Patrick Wolf

The Bachelor

Some stars were born to go their own way, and – even before his issue of shares to fund this album – there’s rarely been so obvious a case as Patrick Wolf. With misfit pop talents in suffocatingly short supply right now, it’s especially tempting to hold this one high. It’s all there on the cover of The Bachelor: a night-time forest scene in which our glam hero emerges from a space-age tent (imagine a Gareth Pugh festival collection) with only a balalaika for company. Tremendous ambition, fabulous costumes and spectacular stagecraft; a unique sound built from arcane instrumentation and contemporary electronics; and all wrapped up in a 25-year-old package ready to release his fourth (and soon fifth) album.

If there’s a hint of 80s revival with Wolf, it’s one that goes way beyond the standard-issue headband and synth riff to pick up the immense creative challenges thrown down by the heavy-hitters: Kate Bush, Associates, Prince. So far, landfill indie-fan naysayers have, you sense, bristled with a casual homophobia that thankfully no longer dares speak its name. But, what with him being equally adept with the laptop and the viola, he’s also been damned, at times, with misguided praise for his innovative tendencies.
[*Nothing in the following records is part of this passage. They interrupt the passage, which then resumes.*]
//! # Composite Keys
//!
//! A [`ComplexKey`] is the identity of a row or column that is described by
//! several fields of a solution entry, e.g. `(specialty, week)`. It is an
//! ordered, immutable tuple of strings. Two keys are equal only when they have
//! the same number of components and every component matches position by
//! position, so `("a", "b")` and `("b", "a")` are different keys.

use serde::{Deserialize, Serialize};

/// An ordered, immutable tuple of string components.
#[derive(Debug, Clone, PartialEq, Eq, Hash, PartialOrd, Ord, Serialize, Deserialize)]
#[serde(transparent)]
pub struct ComplexKey(Box<[String]>);

impl ComplexKey {
    /// Build a key from its components, in order.
    pub fn new<I, S>(parts: I) -> Self
    where
        I: IntoIterator<Item = S>,
        S: Into<String>,
    {
        Self(parts.into_iter().map(Into::into).collect())
    }

    /// A key with exactly one component.
    pub fn single(part: impl Into<String>) -> Self {
        Self(Box::new([part.into()]))
    }

    /// The components in order.
    pub fn parts(&self) -> &[String] {
        &self.0
    }

    /// Number of components.
    pub fn len(&self) -> usize {
        self.0.len()
    }

    /// Whether the key has no components.
    pub fn is_empty(&self) -> bool {
        self.0.is_empty()
    }
}

/// Components joined by a single space. This is the form used for column
/// headers and category names.
impl std::fmt::Display for ComplexKey {
    fn fmt(&self, f: &mut std::fmt::Formatter<'_>) -> std::fmt::Result {
        write!(f, "{}", self.0.join(" "))
    }
}

impl<S: Into<String>> FromIterator<S> for ComplexKey {
    fn from_iter<T: IntoIterator<Item = S>>(iter: T) -> Self {
        Self::new(iter)
    }
}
Truth is, Wolf has never been an avant gardist; Wolfmusic is more akin to Björkmusic – heartfelt, mythopeoic pop with a sonic richness more often associated with film soundtracks.

Even on lo-fi debut Lycanthropy and its under-funded follow-up Wind In The Wires, his compositional nous was obvious: judiciously wielded electronics rounded out the sound of, essentially, one man and his fiddle to impressively dramatic effect. But it was on 2007’s The Magic Position that Wolf World was fully realised. Opening with his strongest songs yet (the radio-friendly title track and the club-friendly ‘Accident and Emergency’), it took an impressive detour through a dreamworld worthy of Angela Carter – an inspiration now made explicit in the name of his own record label, Bloody Chamber. This was the kind of enchanted forest where a drug flashback, an emotional epiphany or even a lullaby-croaking Marianne Faithfull lurked around every corner.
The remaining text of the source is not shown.